BEGIN EXERCISE INPUTS
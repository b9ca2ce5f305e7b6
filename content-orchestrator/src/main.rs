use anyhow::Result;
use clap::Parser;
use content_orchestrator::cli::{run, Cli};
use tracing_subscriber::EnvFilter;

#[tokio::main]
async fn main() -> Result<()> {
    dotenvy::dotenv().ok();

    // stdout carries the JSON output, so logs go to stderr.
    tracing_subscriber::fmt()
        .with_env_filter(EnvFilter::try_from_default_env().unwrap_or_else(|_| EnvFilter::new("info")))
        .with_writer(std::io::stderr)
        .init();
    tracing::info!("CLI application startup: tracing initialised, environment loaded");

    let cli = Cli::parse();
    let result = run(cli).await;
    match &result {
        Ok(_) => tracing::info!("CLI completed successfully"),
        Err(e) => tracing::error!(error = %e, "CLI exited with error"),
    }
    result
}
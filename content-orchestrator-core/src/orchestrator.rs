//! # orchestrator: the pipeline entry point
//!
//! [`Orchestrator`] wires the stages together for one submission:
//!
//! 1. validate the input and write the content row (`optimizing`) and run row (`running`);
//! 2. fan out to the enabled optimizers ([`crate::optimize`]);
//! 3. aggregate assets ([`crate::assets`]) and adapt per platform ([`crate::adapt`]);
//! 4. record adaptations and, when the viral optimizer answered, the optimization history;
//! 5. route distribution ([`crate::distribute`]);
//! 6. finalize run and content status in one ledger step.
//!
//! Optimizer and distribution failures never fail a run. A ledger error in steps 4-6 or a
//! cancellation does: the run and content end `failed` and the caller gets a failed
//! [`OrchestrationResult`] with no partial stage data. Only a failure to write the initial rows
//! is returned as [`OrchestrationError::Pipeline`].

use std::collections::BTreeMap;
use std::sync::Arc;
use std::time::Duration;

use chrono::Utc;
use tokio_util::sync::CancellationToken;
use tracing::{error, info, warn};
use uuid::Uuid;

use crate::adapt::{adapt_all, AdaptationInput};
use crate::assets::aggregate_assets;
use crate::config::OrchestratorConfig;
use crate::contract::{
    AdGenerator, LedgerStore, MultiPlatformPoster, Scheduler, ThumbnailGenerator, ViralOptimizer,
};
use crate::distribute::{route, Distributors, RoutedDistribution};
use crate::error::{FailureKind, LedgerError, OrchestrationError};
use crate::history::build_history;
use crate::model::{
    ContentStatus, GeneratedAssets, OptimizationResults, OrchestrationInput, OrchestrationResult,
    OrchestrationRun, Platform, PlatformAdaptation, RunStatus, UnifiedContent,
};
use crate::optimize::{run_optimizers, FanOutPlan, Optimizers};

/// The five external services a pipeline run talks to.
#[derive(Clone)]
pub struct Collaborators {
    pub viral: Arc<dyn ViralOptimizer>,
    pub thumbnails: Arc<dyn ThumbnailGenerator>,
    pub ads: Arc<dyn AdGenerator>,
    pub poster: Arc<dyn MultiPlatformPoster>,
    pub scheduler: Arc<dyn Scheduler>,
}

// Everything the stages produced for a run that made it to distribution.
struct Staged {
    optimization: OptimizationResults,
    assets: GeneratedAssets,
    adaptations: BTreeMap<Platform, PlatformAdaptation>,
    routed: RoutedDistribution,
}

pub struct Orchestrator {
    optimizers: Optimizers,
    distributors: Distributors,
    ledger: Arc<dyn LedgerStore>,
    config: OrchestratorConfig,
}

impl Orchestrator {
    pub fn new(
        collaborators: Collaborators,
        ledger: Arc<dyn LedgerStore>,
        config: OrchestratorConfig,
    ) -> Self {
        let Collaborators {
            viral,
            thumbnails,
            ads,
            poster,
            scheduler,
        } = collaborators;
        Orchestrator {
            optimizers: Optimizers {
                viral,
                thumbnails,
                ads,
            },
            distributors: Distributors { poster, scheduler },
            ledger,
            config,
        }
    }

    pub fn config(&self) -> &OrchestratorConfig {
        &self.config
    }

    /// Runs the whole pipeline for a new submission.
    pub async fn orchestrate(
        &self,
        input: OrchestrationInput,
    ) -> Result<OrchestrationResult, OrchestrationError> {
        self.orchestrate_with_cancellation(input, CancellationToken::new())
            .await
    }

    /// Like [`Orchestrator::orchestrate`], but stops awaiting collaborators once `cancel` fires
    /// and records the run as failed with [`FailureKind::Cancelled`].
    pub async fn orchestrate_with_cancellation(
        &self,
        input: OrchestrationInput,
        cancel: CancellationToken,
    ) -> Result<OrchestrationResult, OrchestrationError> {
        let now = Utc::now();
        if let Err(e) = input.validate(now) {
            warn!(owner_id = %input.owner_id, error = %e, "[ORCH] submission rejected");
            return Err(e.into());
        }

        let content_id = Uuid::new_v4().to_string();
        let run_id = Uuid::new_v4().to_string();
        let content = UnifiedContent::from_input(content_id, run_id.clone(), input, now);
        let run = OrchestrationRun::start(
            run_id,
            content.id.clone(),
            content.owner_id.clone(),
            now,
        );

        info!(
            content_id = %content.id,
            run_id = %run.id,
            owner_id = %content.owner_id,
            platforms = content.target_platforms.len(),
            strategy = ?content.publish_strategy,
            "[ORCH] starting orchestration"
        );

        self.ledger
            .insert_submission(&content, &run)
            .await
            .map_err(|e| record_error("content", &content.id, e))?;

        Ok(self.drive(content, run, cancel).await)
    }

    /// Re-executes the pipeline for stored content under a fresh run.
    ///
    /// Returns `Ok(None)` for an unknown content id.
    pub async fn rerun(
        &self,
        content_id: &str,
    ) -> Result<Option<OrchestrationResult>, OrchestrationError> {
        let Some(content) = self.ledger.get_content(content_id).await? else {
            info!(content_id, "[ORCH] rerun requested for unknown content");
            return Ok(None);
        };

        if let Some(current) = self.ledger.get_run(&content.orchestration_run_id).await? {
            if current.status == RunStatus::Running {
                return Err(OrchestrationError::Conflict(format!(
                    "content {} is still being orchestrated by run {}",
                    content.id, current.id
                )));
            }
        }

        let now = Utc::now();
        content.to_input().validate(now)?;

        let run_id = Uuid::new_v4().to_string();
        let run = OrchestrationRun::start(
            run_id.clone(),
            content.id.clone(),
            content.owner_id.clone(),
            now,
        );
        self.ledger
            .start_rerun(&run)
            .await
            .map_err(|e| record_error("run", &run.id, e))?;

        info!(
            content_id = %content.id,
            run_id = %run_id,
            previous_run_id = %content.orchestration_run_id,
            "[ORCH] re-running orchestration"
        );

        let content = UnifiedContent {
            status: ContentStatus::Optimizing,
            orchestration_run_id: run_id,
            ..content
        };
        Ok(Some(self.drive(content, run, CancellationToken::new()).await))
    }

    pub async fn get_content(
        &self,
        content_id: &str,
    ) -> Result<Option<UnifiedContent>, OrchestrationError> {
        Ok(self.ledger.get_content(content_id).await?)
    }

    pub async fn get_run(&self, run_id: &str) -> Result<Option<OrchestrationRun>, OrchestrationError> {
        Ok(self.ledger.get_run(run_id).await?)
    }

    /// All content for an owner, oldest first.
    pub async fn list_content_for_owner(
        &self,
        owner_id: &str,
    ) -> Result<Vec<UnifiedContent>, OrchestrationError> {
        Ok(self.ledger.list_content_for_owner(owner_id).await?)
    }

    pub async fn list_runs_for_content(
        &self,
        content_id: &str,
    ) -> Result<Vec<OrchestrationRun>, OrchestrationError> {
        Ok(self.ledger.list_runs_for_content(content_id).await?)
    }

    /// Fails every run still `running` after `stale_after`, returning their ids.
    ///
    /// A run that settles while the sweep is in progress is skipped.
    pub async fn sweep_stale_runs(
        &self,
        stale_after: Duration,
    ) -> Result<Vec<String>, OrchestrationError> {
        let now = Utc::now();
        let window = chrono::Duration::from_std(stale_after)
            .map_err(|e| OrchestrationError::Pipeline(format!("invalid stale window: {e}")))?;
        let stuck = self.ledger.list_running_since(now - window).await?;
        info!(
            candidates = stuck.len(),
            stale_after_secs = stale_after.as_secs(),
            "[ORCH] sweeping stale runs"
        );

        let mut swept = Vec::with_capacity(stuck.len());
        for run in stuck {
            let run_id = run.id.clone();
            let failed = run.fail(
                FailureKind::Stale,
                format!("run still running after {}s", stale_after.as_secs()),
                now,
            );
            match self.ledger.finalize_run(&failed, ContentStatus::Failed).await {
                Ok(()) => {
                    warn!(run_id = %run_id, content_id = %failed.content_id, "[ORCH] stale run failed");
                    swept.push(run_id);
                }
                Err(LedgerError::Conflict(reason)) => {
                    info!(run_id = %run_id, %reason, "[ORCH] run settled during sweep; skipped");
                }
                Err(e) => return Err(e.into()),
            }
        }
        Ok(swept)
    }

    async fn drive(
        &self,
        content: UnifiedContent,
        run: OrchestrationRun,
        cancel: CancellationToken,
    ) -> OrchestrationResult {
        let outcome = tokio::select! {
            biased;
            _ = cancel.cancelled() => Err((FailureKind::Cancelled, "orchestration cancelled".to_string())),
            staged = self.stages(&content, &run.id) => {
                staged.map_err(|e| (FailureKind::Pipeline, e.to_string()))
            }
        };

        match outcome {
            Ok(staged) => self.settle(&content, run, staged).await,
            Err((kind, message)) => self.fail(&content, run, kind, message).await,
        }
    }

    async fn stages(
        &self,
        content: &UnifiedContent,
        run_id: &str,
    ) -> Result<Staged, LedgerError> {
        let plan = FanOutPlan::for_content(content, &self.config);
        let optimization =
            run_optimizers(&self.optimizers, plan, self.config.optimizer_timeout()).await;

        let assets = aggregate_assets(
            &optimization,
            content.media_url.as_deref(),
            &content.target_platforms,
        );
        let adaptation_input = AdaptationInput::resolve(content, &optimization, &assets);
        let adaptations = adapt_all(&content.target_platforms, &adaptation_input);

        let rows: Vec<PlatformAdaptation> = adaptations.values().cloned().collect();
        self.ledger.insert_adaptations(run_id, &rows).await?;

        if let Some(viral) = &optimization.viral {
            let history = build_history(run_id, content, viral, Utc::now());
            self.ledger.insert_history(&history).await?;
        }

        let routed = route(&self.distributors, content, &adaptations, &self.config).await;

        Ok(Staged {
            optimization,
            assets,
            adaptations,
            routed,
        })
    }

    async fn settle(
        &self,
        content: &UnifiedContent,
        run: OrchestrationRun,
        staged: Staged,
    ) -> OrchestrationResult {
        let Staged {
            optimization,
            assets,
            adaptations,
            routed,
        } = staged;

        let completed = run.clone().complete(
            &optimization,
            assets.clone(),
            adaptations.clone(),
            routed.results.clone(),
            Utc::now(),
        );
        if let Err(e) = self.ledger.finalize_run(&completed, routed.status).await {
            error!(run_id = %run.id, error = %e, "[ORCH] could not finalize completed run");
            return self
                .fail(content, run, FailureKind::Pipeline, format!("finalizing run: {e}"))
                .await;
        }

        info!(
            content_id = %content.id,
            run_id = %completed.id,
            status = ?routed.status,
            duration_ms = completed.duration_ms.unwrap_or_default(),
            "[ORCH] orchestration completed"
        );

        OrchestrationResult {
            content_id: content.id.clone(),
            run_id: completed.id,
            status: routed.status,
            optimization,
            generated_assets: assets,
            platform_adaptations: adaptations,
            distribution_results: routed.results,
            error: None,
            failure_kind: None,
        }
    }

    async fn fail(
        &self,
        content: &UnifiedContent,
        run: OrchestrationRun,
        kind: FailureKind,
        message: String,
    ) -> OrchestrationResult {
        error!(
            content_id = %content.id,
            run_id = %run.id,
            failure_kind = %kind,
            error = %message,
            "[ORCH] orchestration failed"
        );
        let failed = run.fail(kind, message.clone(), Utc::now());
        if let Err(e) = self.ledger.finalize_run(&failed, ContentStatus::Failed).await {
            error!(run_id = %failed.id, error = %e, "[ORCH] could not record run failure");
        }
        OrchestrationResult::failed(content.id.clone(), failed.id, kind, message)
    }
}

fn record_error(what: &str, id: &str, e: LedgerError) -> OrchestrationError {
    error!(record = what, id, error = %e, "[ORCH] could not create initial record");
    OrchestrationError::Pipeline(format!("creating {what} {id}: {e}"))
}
END EXERCISE INPUTS
- **EXERCISE OBJECTIVE**
Copy out every line from the records that has the word "CancellationToken".

- **EXERCISE ANSWER**
use tokio_util::sync::CancellationToken;
        self.orchestrate_with_cancellation(input, CancellationToken::new())
        cancel: CancellationToken,
        Ok(Some(self.drive(content, run, CancellationToken::new()).await))
        cancel: CancellationToken,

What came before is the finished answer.